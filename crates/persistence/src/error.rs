// Copyright (C) 2026 The Hemolink Authors
// Use of this source code is governed by an MIT-style
// license that can be found in the LICENSE file or at
// https://opensource.org/licenses/MIT.

use hemolink::StoreError;

/// Errors that can occur during persistence operations.
#[derive(Debug, Clone, PartialEq, Eq)]
pub enum PersistenceError {
    /// A database error occurred.
    DatabaseError(String),
    /// The database was locked or busy. Retrying may succeed.
    DatabaseBusy(String),
    /// Database connection failed.
    DatabaseConnectionFailed(String),
    /// Database migration failed.
    MigrationFailed(String),
    /// A stored row could not be converted into a domain value.
    CorruptRow {
        /// The table the row came from.
        table: &'static str,
        /// What was wrong with it.
        reason: String,
    },
    /// Serialization/deserialization error.
    SerializationError(String),
    /// Foreign key enforcement is not enabled.
    ForeignKeyEnforcementNotEnabled,
    /// The requested resource was not found.
    NotFound(String),
}

impl PersistenceError {
    /// Returns true if the failure is transient.
    #[must_use]
    pub const fn is_transient(&self) -> bool {
        matches!(self, Self::DatabaseBusy(_))
    }
}

impl std::fmt::Display for PersistenceError {
    fn fmt(&self, f: &mut std::fmt::Formatter<'_>) -> std::fmt::Result {
        match self {
            Self::DatabaseError(msg) => write!(f, "Database error: {msg}"),
            Self::DatabaseBusy(msg) => write!(f, "Database busy: {msg}"),
            Self::DatabaseConnectionFailed(msg) => {
                write!(f, "Database connection failed: {msg}")
            }
            Self::MigrationFailed(msg) => write!(f, "Migration failed: {msg}"),
            Self::CorruptRow { table, reason } => {
                write!(f, "Corrupt row in {table}: {reason}")
            }
            Self::SerializationError(msg) => write!(f, "Serialization error: {msg}"),
            Self::ForeignKeyEnforcementNotEnabled => {
                write!(f, "Foreign key enforcement is not enabled")
            }
            Self::NotFound(msg) => write!(f, "Not found: {msg}"),
        }
    }
}

impl std::error::Error for PersistenceError {}

impl From<diesel::result::Error> for PersistenceError {
    fn from(err: diesel::result::Error) -> Self {
        match err {
            diesel::result::Error::NotFound => Self::NotFound("Record not found".to_string()),
            diesel::result::Error::DatabaseError(_, ref info)
                if is_busy_message(info.message()) =>
            {
                Self::DatabaseBusy(err.to_string())
            }
            _ => Self::DatabaseError(err.to_string()),
        }
    }
}

impl From<diesel::ConnectionError> for PersistenceError {
    fn from(err: diesel::ConnectionError) -> Self {
        Self::DatabaseConnectionFailed(err.to_string())
    }
}

impl From<serde_json::Error> for PersistenceError {
    fn from(err: serde_json::Error) -> Self {
        Self::SerializationError(err.to_string())
    }
}

impl From<PersistenceError> for StoreError {
    fn from(err: PersistenceError) -> Self {
        if err.is_transient() {
            Self::Unavailable(err.to_string())
        } else {
            Self::Backend(err.to_string())
        }
    }
}

fn is_busy_message(message: &str) -> bool {
    let lower: String = message.to_lowercase();
    lower.contains("database is locked") || lower.contains("busy")
}
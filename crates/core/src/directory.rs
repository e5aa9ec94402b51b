// Copyright (C) 2026 The Hemolink Authors
// Use of this source code is governed by an MIT-style
// license that can be found in the LICENSE file or at
// https://opensource.org/licenses/MIT.

//! Donor discovery.
//!
//! The directory lists available donors whose blood type a recipient can
//! receive. It is read-only and never fails a subscription: unresolvable
//! recipients and store failures are reported through [`DirectoryStatus`].

use crate::live::{ChangeEvent, LiveQueryRegistry, Subscription, spawn_live_query};
use crate::store::DonationStore;
use hemolink_domain::{BloodType, UserId, UserProfile, compatible_donor_types};
use std::collections::BTreeSet;
use std::sync::Arc;
use tracing::{debug, warn};

/// Why a listing may be incomplete.
#[derive(Debug, Clone, PartialEq, Eq)]
pub enum DirectoryStatus {
    /// The listing is authoritative.
    Ready,
    /// The recipient profile or its blood type could not be resolved.
    ProfileUnavailable,
    /// The store could not be read.
    StoreUnavailable(String),
}

/// A donor listing for one recipient blood type.
#[derive(Debug, Clone, PartialEq, Eq)]
pub struct DonorListing {
    /// The recipient blood type the listing was computed for.
    pub recipient_type: Option<BloodType>,
    /// Eligible donors ordered by identity.
    pub donors: Vec<UserProfile>,
    /// Listing status.
    pub status: DirectoryStatus,
}

impl DonorListing {
    const fn empty(recipient_type: Option<BloodType>, status: DirectoryStatus) -> Self {
        Self {
            recipient_type,
            donors: Vec::new(),
            status,
        }
    }
}

#[derive(Debug, Clone, PartialEq, Eq, Hash)]
enum DirectoryKey {
    ForType {
        blood_type: BloodType,
        exclude: Option<UserId>,
    },
    ForRecipient(UserId),
}

/// Lists and subscribes to compatible available donors.
pub struct DonorDirectory<S: DonationStore> {
    store: Arc<S>,
    live: LiveQueryRegistry<DirectoryKey, DonorListing>,
}

impl<S: DonationStore> DonorDirectory<S> {
    /// Creates a directory over `store`.
    #[must_use]
    pub fn new(store: Arc<S>) -> Self {
        Self {
            store,
            live: LiveQueryRegistry::new(),
        }
    }

    /// Lists donors compatible with `recipient_type`, excluding `exclude`.
    pub async fn compatible_donors(
        &self,
        recipient_type: BloodType,
        exclude: Option<&UserId>,
    ) -> DonorListing {
        load_for_type(self.store.as_ref(), recipient_type, exclude).await
    }

    /// Lists donors compatible with the recipient's own blood type,
    /// excluding the recipient.
    pub async fn donors_for_recipient(&self, recipient_id: &UserId) -> DonorListing {
        load_for_recipient(self.store.as_ref(), recipient_id).await
    }

    /// Subscribes to donors compatible with `recipient_type`.
    ///
    /// Subscriptions with the same type and exclusion share one live query.
    pub async fn subscribe_donors(
        &self,
        recipient_type: BloodType,
        exclude: Option<&UserId>,
    ) -> Subscription<DonorListing> {
        self.subscribe(DirectoryKey::ForType {
            blood_type: recipient_type,
            exclude: exclude.cloned(),
        })
        .await
    }

    /// Subscribes to donors compatible with a recipient's profile.
    ///
    /// The listing follows changes to the recipient profile too.
    pub async fn subscribe_for_recipient(
        &self,
        recipient_id: &UserId,
    ) -> Subscription<DonorListing> {
        self.subscribe(DirectoryKey::ForRecipient(recipient_id.clone()))
            .await
    }

    /// Returns the number of distinct live donor queries.
    #[must_use]
    pub fn active_queries(&self) -> usize {
        self.live.active_count()
    }

    async fn subscribe(&self, key: DirectoryKey) -> Subscription<DonorListing> {
        let store: Arc<S> = Arc::clone(&self.store);
        let query_key: DirectoryKey = key.clone();
        self.live
            .get_or_start(key, || {
                debug!(key = ?query_key, "Starting live donor query");
                spawn_live_query(
                    self.store.changes(),
                    |event: &ChangeEvent| matches!(event, ChangeEvent::ProfileChanged { .. }),
                    move || {
                        let store: Arc<S> = Arc::clone(&store);
                        let key: DirectoryKey = query_key.clone();
                        async move { load(store.as_ref(), &key).await }
                    },
                )
            })
            .await
    }
}

async fn load<S: DonationStore>(store: &S, key: &DirectoryKey) -> DonorListing {
    match key {
        DirectoryKey::ForType {
            blood_type,
            exclude,
        } => load_for_type(store, *blood_type, exclude.as_ref()).await,
        DirectoryKey::ForRecipient(recipient_id) => load_for_recipient(store, recipient_id).await,
    }
}

async fn load_for_recipient<S: DonationStore>(store: &S, recipient_id: &UserId) -> DonorListing {
    match store.get_profile(recipient_id).await {
        Ok(Some(profile)) => match profile.blood_type {
            Some(blood_type) => load_for_type(store, blood_type, Some(recipient_id)).await,
            None => {
                warn!(%recipient_id, "Recipient has no usable blood type");
                DonorListing::empty(None, DirectoryStatus::ProfileUnavailable)
            }
        },
        Ok(None) => {
            warn!(%recipient_id, "Recipient profile not found");
            DonorListing::empty(None, DirectoryStatus::ProfileUnavailable)
        }
        Err(err) => {
            warn!(%recipient_id, error = %err, "Recipient lookup failed");
            DonorListing::empty(None, DirectoryStatus::StoreUnavailable(err.to_string()))
        }
    }
}

async fn load_for_type<S: DonationStore>(
    store: &S,
    recipient_type: BloodType,
    exclude: Option<&UserId>,
) -> DonorListing {
    let types: BTreeSet<BloodType> = compatible_donor_types(recipient_type);

    match store.list_available_donors(&types).await {
        Ok(candidates) => {
            let mut donors: Vec<UserProfile> = candidates
                .into_iter()
                .filter(|p| p.is_eligible_donor_for(&types))
                .filter(|p| exclude != Some(&p.user_id))
                .collect();
            donors.sort_by(|a, b| a.user_id.cmp(&b.user_id));
            debug!(%recipient_type, count = donors.len(), "Listed compatible donors");
            DonorListing {
                recipient_type: Some(recipient_type),
                donors,
                status: DirectoryStatus::Ready,
            }
        }
        Err(err) => {
            warn!(%recipient_type, error = %err, "Donor query failed");
            DonorListing::empty(
                Some(recipient_type),
                DirectoryStatus::StoreUnavailable(err.to_string()),
            )
        }
    }
}

/// Filters donors by a case-insensitive substring of their display name,
/// blood type or affiliation. A blank term keeps every donor.
#[must_use]
pub fn filter_donors(donors: &[UserProfile], term: &str) -> Vec<UserProfile> {
    let needle: String = term.trim().to_lowercase();
    if needle.is_empty() {
        return donors.to_vec();
    }

    donors
        .iter()
        .filter(|p| {
            p.display_name.to_lowercase().contains(&needle)
                || p.blood_type
                    .is_some_and(|bt| bt.as_str().to_lowercase().contains(&needle))
                || p.affiliation
                    .as_deref()
                    .is_some_and(|a| a.to_lowercase().contains(&needle))
        })
        .cloned()
        .collect()
}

WHAT TO DO => Keep only those lines of the records that hold "impl", and return them.

OUTPUT OF THE EXERCISE =>
impl PersistenceError {
impl std::fmt::Display for PersistenceError {
impl std::error::Error for PersistenceError {}
impl From<diesel::result::Error> for PersistenceError {
impl From<diesel::ConnectionError> for PersistenceError {
impl From<serde_json::Error> for PersistenceError {
impl From<PersistenceError> for StoreError {
impl DonorListing {
impl<S: DonationStore> DonorDirectory<S> {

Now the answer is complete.